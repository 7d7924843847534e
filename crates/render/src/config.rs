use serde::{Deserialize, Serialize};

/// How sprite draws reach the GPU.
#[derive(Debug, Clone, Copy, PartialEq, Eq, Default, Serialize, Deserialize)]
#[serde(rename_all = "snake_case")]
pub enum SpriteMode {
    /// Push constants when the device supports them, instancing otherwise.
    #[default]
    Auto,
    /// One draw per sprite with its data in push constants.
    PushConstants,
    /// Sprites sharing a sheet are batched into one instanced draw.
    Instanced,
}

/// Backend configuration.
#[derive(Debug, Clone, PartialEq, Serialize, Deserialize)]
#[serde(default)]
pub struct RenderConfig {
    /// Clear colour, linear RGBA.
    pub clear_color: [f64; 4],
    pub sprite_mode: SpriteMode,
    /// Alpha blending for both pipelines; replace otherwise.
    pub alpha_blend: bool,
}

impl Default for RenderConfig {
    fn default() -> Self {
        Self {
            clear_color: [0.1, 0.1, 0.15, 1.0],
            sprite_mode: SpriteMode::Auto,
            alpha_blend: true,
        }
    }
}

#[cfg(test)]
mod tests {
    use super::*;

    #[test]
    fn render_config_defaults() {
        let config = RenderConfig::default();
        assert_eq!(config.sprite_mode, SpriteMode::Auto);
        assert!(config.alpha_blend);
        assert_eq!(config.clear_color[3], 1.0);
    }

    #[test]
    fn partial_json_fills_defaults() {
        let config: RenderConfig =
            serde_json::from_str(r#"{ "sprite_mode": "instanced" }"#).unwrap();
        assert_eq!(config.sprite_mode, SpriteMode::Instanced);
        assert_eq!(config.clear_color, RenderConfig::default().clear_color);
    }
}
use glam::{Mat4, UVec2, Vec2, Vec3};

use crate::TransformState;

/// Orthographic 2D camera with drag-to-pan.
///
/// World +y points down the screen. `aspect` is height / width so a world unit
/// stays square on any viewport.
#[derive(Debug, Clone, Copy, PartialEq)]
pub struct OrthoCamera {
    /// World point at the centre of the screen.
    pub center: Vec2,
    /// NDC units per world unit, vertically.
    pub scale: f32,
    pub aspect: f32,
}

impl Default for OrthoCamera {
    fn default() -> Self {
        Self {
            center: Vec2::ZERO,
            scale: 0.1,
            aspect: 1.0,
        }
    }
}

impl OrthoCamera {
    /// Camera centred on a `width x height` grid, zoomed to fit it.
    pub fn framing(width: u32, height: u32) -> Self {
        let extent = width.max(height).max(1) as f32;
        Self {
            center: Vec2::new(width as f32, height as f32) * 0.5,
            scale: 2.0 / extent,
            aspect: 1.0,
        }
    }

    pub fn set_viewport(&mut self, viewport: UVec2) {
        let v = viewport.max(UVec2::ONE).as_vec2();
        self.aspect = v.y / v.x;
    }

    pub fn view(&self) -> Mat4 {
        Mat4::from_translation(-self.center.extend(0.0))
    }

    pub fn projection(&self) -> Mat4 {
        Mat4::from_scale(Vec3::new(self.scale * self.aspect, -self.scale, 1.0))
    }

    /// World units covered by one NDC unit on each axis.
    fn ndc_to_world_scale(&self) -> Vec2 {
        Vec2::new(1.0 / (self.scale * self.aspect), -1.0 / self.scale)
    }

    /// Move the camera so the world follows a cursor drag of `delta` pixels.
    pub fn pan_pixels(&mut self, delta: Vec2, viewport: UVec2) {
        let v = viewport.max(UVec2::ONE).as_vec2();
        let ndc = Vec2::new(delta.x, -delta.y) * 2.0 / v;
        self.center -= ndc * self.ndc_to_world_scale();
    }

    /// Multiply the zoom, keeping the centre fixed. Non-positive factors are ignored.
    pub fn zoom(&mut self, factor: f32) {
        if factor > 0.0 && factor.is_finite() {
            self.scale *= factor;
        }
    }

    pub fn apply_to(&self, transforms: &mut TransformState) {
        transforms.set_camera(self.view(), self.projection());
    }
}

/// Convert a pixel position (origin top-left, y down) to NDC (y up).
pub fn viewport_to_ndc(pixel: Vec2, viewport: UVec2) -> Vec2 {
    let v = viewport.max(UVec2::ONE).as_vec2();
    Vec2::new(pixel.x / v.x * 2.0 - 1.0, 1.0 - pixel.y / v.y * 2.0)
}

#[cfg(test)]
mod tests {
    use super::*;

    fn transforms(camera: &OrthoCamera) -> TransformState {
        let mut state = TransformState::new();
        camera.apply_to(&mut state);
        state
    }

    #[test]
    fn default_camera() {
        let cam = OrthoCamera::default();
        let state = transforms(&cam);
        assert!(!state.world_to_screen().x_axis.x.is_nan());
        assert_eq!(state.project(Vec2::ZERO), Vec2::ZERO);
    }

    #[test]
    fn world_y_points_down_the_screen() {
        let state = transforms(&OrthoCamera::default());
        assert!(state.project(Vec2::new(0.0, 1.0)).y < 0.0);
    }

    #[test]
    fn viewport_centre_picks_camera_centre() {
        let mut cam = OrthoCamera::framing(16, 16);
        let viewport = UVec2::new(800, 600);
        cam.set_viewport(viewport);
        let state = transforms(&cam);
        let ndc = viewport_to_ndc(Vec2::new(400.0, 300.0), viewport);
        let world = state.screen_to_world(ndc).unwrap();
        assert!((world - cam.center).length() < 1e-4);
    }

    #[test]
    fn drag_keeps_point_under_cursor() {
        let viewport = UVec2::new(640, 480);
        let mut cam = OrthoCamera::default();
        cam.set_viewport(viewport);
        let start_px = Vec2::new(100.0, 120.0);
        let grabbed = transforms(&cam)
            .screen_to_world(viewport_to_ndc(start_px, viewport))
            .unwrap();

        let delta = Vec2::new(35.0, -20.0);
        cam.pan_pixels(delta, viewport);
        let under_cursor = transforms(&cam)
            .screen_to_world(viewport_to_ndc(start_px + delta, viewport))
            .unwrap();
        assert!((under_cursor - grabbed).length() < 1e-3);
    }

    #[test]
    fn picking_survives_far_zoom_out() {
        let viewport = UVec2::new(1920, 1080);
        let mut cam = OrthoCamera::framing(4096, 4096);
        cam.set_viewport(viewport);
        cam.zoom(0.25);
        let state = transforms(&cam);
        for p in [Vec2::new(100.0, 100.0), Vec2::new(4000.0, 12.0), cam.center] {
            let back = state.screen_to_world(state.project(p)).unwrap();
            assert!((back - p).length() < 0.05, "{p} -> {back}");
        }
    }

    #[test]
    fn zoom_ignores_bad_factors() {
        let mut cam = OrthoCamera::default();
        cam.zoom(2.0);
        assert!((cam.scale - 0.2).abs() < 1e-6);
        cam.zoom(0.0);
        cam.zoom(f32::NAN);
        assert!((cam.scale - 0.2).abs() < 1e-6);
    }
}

* * * * * * * * *

== PROBLEM REQUIREMENTS ==
Which lines above include the string "grabbed"? Show them.

== RESULT OF THE TASK ==
        let grabbed = transforms(&cam)
        assert!((under_cursor - grabbed).length() < 1e-3);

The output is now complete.